The Judge also concluded that participation in physician- assisted suicide is not inconsistent with the ethics of the medical profession in Canada although there is considerable debate on that point.
The criteria she set for the constitutional exemption for Ms. Taylor included the following (which may also form a basis for any legislated scheme):
- There must be a written request for a physician-assisted death;
- Her GP must attest that she has been (a) informed of her medical diagnosis and prognosis and found to be terminally ill with no hope of recovery and near death; (b) informed of reasonable alternative treatments including palliative care; (c) informed of the risks associated with physician-assisted dying and the probable result of the medications proposed for use in a physician-assisted death; (d) referred to a palliative care physician for a palliative care consultation; and (e) advised that she has a continuing right to change her mind about terminating her life.

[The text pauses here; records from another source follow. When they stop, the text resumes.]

//! Curator: two-pass manual/automatic curation plus reconciliation and pruning (spec §4.6).

use std::collections::{BTreeMap, BTreeSet};

use crate::{
    identifier::Identifier,
    linkresolver::{LinkResolver, ResolutionContext},
    markup::TopicsTaskGroup,
    pathhierarchy::{NodeId, PathHierarchy},
    topicgraph::TopicGraph,
};

/// A page with authored *Topics* sections to crawl during manual curation (spec §4.6 pass 1/2).
pub struct CrawlPage {
    pub identifier: Identifier,
    pub topics: Vec<TopicsTaskGroup>,
}

#[derive(Debug, Clone, Default)]
pub struct CurationReport {
    /// Every reference that was successfully manually curated (spec §4.6 pass 1/2).
    pub manually_curated: BTreeSet<Identifier>,
    /// `(child, parent)` pairs added automatically (spec §4.6 "automatic curation").
    pub automatic_edges: Vec<(Identifier, Identifier)>,
}

pub struct Curator;

impl Curator {
    /// Crawl one batch of pages' Topics sections, adding manual edges for every link that
    /// resolves and is not already a child (spec §4.6 pass 1 / pass 2).
    fn crawl_pass<'a>(
        topic_graph: &mut TopicGraph,
        resolver: &LinkResolver,
        pages: &[CrawlPage],
        ctx_for: &dyn Fn(Identifier) -> ResolutionContext<'a>,
        manually_curated: &mut BTreeSet<Identifier>,
    ) {
        for page in pages {
            for group in &page.topics {
                for link in &group.links {
                    let ctx = ctx_for(page.identifier);
                    let mut reference = resolver.resolve(link, Some(page.identifier), true, &ctx);
                    if !reference.is_resolved() {
                        reference = resolver.resolve(link, Some(page.identifier), false, &ctx);
                    }
                    let Some(target) = reference.identifier() else {
                        continue;
                    };
                    if !topic_graph.contains(target) {
                        continue;
                    }
                    if topic_graph.add_edge(page.identifier, target) {
                        manually_curated.insert(target);
                    }
                }
            }
        }
    }

    /// Automatic curation: every symbol with no parent in the topic graph after pass 1 is given
    /// one edge from its natural parent in the path hierarchy (spec §4.6).
    fn auto_curate(
        topic_graph: &mut TopicGraph,
        path_hierarchy: &PathHierarchy,
        identifier_for: &dyn Fn(NodeId) -> Identifier,
        report: &mut CurationReport,
    ) {
        for (_, &root) in path_hierarchy.roots() {
            Self::auto_curate_subtree(topic_graph, path_hierarchy, root, identifier_for, report);
        }
    }

    fn auto_curate_subtree(
        topic_graph: &mut TopicGraph,
        path_hierarchy: &PathHierarchy,
        node_id: NodeId,
        identifier_for: &dyn Fn(NodeId) -> Identifier,
        report: &mut CurationReport,
    ) {
        let node = path_hierarchy.node(node_id);
        if node.symbol_precise_id.is_some() {
            let child_id = identifier_for(node_id);
            if topic_graph.contains(child_id) && !topic_graph.has_parent(child_id) {
                if let Some(parent_node_id) = node.parent {
                    let parent_id = identifier_for(parent_node_id);
                    if topic_graph.contains(parent_id) && topic_graph.add_edge(parent_id, child_id) {
                        report.automatic_edges.push((child_id, parent_id));
                    }
                }
            }
        }
        let children: Vec<NodeId> = node
            .children
            .values()
            .flat_map(|subtree| subtree.iter().map(|(_, &id)| id))
            .collect();
        for child in children {
            Self::auto_curate_subtree(topic_graph, path_hierarchy, child, identifier_for, report);
        }
    }

    /// For every automatic pair, remove the automatic edge if the child ended up with more than
    /// one parent (spec §4.6 "reconciliation").
    fn reconcile(topic_graph: &mut TopicGraph, report: &mut CurationReport) {
        report.automatic_edges.retain(|&(child, parent)| {
            if topic_graph.parents(child).len() > 1 {
                topic_graph.remove_edge(parent, child);
                false
            } else {
                true
            }
        });
    }

    /// Attach every article with neither parents nor children to the sole root module under a
    /// synthetic "Articles" group (spec §4.6).
    fn curate_orphan_articles(topic_graph: &mut TopicGraph, article_ids: &[Identifier], sole_root: Option<Identifier>) {
        let Some(root) = sole_root else { return };
        for &article in article_ids {
            if !topic_graph.has_parent(article) && !topic_graph.has_children(article) {
                topic_graph.add_edge(root, article);
            }
        }
    }

    /// Depth-first extended-symbol pruning (spec §4.6). `is_extended_symbol_container` flags which
    /// nodes are placeholder containers eligible for pruning; a container with no documentation
    /// extension and (after this pass) no remaining children is marked virtual + empty-extension
    /// and detached.
    fn prune_extended_symbols(
        topic_graph: &mut TopicGraph,
        roots: &[Identifier],
        is_extended_symbol_container: &dyn Fn(Identifier) -> bool,
        has_documentation_extension: &dyn Fn(Identifier) -> bool,
    ) {
        let mut visited = BTreeSet::new();
        for &root in roots {
            Self::prune_subtree(
                topic_graph,
                root,
                is_extended_symbol_container,
                has_documentation_extension,
                &mut visited,
            );
        }
    }

    fn prune_subtree(
        topic_graph: &mut TopicGraph,
        id: Identifier,
        is_extended_symbol_container: &dyn Fn(Identifier) -> bool,
        has_documentation_extension: &dyn Fn(Identifier) -> bool,
        visited: &mut BTreeSet<Identifier>,
    ) {
        if !visited.insert(id) {
            return;
        }
        let children: Vec<Identifier> = topic_graph.children(id).to_vec();
        for child in &children {
            Self::prune_subtree(
                topic_graph,
                *child,
                is_extended_symbol_container,
                has_documentation_extension,
                visited,
            );
        }

        if is_extended_symbol_container(id)
            && topic_graph.children(id).is_empty()
            && !has_documentation_extension(id)
        {
            if let Some(node) = topic_graph.node_mut(id) {
                node.is_virtual = true;
                node.is_empty_extension = true;
            }
            topic_graph.remove_all_edges(id);
        }
    }

    /// Run the full curation algorithm (spec §4.6): pass 1, automatic curation, pass 2,
    /// reconciliation, orphan-article curation, then extended-symbol pruning.
    #[allow(clippy::too_many_arguments)]
    pub fn curate<'a>(
        topic_graph: &mut TopicGraph,
        path_hierarchy: &PathHierarchy,
        resolver: &LinkResolver,
        identifier_for: &dyn Fn(NodeId) -> Identifier,
        initial_pages: &[CrawlPage],
        ctx_for: &dyn Fn(Identifier) -> ResolutionContext<'a>,
        article_ids: &[Identifier],
        sole_root: Option<Identifier>,
        extension_pages: &BTreeMap<Identifier, Vec<TopicsTaskGroup>>,
        is_extended_symbol_container: &dyn Fn(Identifier) -> bool,
        has_documentation_extension: &dyn Fn(Identifier) -> bool,
        roots: &[Identifier],
    ) -> CurationReport {
        let mut report = CurationReport::default();

        Self::crawl_pass(topic_graph, resolver, initial_pages, ctx_for, &mut report.manually_curated);
        Self::auto_curate(topic_graph, path_hierarchy, identifier_for, &mut report);

        let pass_two_pages: Vec<CrawlPage> = report
            .automatic_edges
            .iter()
            .filter_map(|&(child, _)| {
                extension_pages.get(&child).map(|topics| CrawlPage {
                    identifier: child,
                    topics: topics.clone(),
                })
            })
            .collect();
        Self::crawl_pass(topic_graph, resolver, &pass_two_pages, ctx_for, &mut report.manually_curated);

        Self::reconcile(topic_graph, &mut report);
        Self::curate_orphan_articles(topic_graph, article_ids, sole_root);
        Self::prune_extended_symbols(topic_graph, roots, is_extended_symbol_container, has_documentation_extension);

        report
    }
}
//! Topic graph node types (spec §3).

use std::collections::BTreeSet;

use crate::{identifier::Identifier, symbolgraph::Availability};

/// Every node kind the registrar, relationship builder, or curator can produce (spec §3, §4.4).
#[derive(Debug, Clone, PartialEq, Eq)]
pub enum NodeKind {
    Module,
    Technology,
    Tutorial,
    TutorialArticle,
    Article,
    Collection,
    Landmark,
    /// `symbol-*` variants are not individually enumerated by the spec; the symbol's own kind
    /// identifier (e.g. `swift.method`) carries that detail.
    Symbol(String),
    Snippet,
    SnippetGroup,
    HttpRequest,
    Dictionary,
}

impl NodeKind {
    pub fn is_symbol(&self) -> bool {
        matches!(self, NodeKind::Symbol(_))
    }
}

/// Where a topic-graph node's content lives (spec §3).
#[derive(Debug, Clone, PartialEq, Eq)]
pub enum ContentLocation {
    File(String),
    Range { start_line: u32, end_line: u32, url: String },
    External,
}

/// One vertex of the topic graph (spec §3).
#[derive(Debug, Clone, PartialEq, Eq)]
pub struct TopicGraphNode {
    pub reference: Identifier,
    pub kind: NodeKind,
    pub title: String,
    pub content_location: ContentLocation,
    /// Never rendered as its own page (spec §3; e.g. a symbol-graph module shell).
    pub is_virtual: bool,
    /// Unrenderable container pruned once its children are curated elsewhere (spec §4.6 "extended
    /// symbol pruning").
    pub is_empty_extension: bool,
}

impl TopicGraphNode {
    pub fn new(reference: Identifier, kind: NodeKind, title: impl Into<String>, content_location: ContentLocation) -> Self {
        TopicGraphNode {
            reference,
            kind,
            title: title.into(),
            content_location,
            is_virtual: false,
            is_empty_extension: false,
        }
    }
}

/// Where a doc-chunk's prose came from (spec §3).
#[derive(Debug, Clone, Copy, PartialEq, Eq)]
pub enum DocChunkOrigin {
    SourceComment,
    Extension,
}

#[derive(Debug, Clone, PartialEq, Eq)]
pub struct DocChunk {
    pub origin: DocChunkOrigin,
    pub text: String,
}

/// Per-language symbol payload carried by a symbol documentation node (spec §3 "Symbol").
#[derive(Debug, Clone, PartialEq)]
pub struct SymbolPayload {
    pub precise_id: String,
    pub title: String,
    pub kind_identifier: String,
    pub sub_heading: Option<Vec<String>>,
    pub availability: Vec<Availability>,
    pub access_level: String,
    pub module_reference: Identifier,
    /// Set when this symbol's docs were inherited from another symbol (spec §4.3 `SourceOrigin`).
    pub inherited_from: Option<String>,
}

/// A single in-memory page (spec §3 "Documentation Node"). `semantic_value` is treated as opaque
/// by everything except the markup layer; it is `None` for symbol-only pages that never had
/// authored prose.
#[derive(Debug, Clone)]
pub struct DocumentationNode {
    pub reference: Identifier,
    pub kind: NodeKind,
    pub source_languages: BTreeSet<String>,
    pub semantic_value: Option<crate::markup::ParsedMarkup>,
    pub symbol: Option<SymbolPayload>,
    pub doc_chunks: Vec<DocChunk>,
}

impl DocumentationNode {
    pub fn new(reference: Identifier, kind: NodeKind) -> Self {
        DocumentationNode {
            reference,
            kind,
            source_languages: BTreeSet::new(),
            semantic_value: None,
            symbol: None,
            doc_chunks: Vec::new(),
        }
    }
}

- Her attending physician and a consulting psychiatrist each must attest that she is competent and her request is voluntary and non-ambivalent. If a physician or psychiatrist declines to provide that attestation that fact will be made known to subsequent physicians and the court.
- Her attending physician is to attest to the kind and amount of medication proposed to be used.
- Unless she becomes physically incapable, the mechanism of the physician-assisted death shall be one that involves her own unassisted act and not that of any other person.
Upon proof of the above to the British Columbia Supreme Court, the court shall order that a physician may provide Ms. Taylor with a physician-assisted death at a time of her choosing provided she is (i) suffering from enduring and serious physical and psychological distress that is intolerable to her and it cannot be alleviated by any medical or any other treatment acceptable to her; and (ii) competent and voluntarily seeking a physician-assisted death in the opinion of the assisting physician and a consulting psychiatrist.
This case will undoubtedly proceed through the British Columbia Court of Appeal to the Supreme Court of Canada. We will be keeping a close watch for new developments although we consider that a legislative change is unlikely. In the meantime, the case has engendered a renewed debate on these important issues.